▶ [EXERCISE BRIEF]
Find every line in the records below that contains "MsgExecuteContract", and copy it.
=== DATA PROVIDED ===
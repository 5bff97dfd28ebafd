//! Winnings claims against the prediction-market contract
//!
//! `build_claim_message` is pure; `ClaimSubmitter` validates input against
//! the session and configuration, then broadcasts one message.

mod submitter;

pub use submitter::{parse_round_id, ClaimSubmitter, SubmissionResult};

use crate::client::{EncodeObject, MsgExecuteContract, MSG_EXECUTE_CONTRACT_TYPE_URL};
use crate::coins::Coin;
use crate::Result;
use serde::{Deserialize, Serialize};

/// Execute entry points of the prediction-market contract used here
#[derive(Debug, Clone, PartialEq, Eq, Serialize, Deserialize)]
#[serde(rename_all = "snake_case")]
pub enum ExecuteMsg {
    CollectWinnings { rounds: Vec<String> },
}

/// One claim action, built per request and never stored
#[derive(Debug, Clone, PartialEq, Eq)]
pub struct ClaimRequest {
    pub sender: String,
    pub round_ids: Vec<String>,
    pub funds: Vec<Coin>,
}

impl ClaimRequest {
    pub fn new(sender: impl Into<String>, round_ids: Vec<String>) -> Self {
        Self {
            sender: sender.into(),
            round_ids,
            funds: Vec::new(),
        }
    }

    pub fn with_funds(mut self, funds: Vec<Coin>) -> Self {
        self.funds = funds;
        self
    }

    pub fn to_message(&self, contract: &str) -> Result<EncodeObject> {
        build_claim_message(contract, &self.sender, &self.round_ids, &self.funds)
    }
}

/// Build a `collect_winnings` execution addressed to `contract`
pub fn build_claim_message(
    contract: &str,
    sender: &str,
    round_ids: &[String],
    funds: &[Coin],
) -> Result<EncodeObject> {
    let body = ExecuteMsg::CollectWinnings {
        rounds: round_ids.to_vec(),
    };

    Ok(EncodeObject {
        type_url: MSG_EXECUTE_CONTRACT_TYPE_URL.to_string(),
        value: MsgExecuteContract {
            sender: sender.to_string(),
            contract: contract.to_string(),
            msg: serde_json::to_vec(&body)?,
            funds: funds.to_vec(),
        },
    })
}

#[cfg(test)]
mod tests {
    use super::*;

    const CONTRACT: &str = "juno1uugwj8uneuvllu2e2znn2nfha0sq6n45stv6g3vg4w3v07uy2quqzxueun";

    #[test]
    fn claim_body_matches_contract_schema() {
        let message =
            build_claim_message(CONTRACT, "juno1sender", &["10765".to_string()], &[]).unwrap();

        assert_eq!(message.type_url, "/cosmwasm.wasm.v1.MsgExecuteContract");
        assert_eq!(message.value.contract, CONTRACT);
        assert_eq!(message.value.sender, "juno1sender");
        assert_eq!(
            std::str::from_utf8(&message.value.msg).unwrap(),
            r#"{"collect_winnings":{"rounds":["10765"]}}"#
        );
        assert!(message.value.funds.is_empty());
    }

    #[test]
    fn rounds_keep_their_order() {
        let rounds = vec!["3".to_string(), "1".to_string(), "2".to_string()];
        let message = build_claim_message(CONTRACT, "juno1sender", &rounds, &[]).unwrap();

        let decoded: ExecuteMsg = serde_json::from_slice(&message.value.msg).unwrap();
        assert_eq!(decoded, ExecuteMsg::CollectWinnings { rounds });
    }

    #[test]
    fn request_carries_funds() {
        let request = ClaimRequest::new("juno1sender", vec!["7".to_string()])
            .with_funds(vec![Coin::new("1", "ujuno")]);
        let message = request.to_message(CONTRACT).unwrap();
        assert_eq!(message.value.funds, vec![Coin::new("1", "ujuno")]);
    }
}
===
▶ [YOUR SOLUTION]
use crate::client::{EncodeObject, MsgExecuteContract, MSG_EXECUTE_CONTRACT_TYPE_URL};
        value: MsgExecuteContract {
        assert_eq!(message.type_url, "/cosmwasm.wasm.v1.MsgExecuteContract");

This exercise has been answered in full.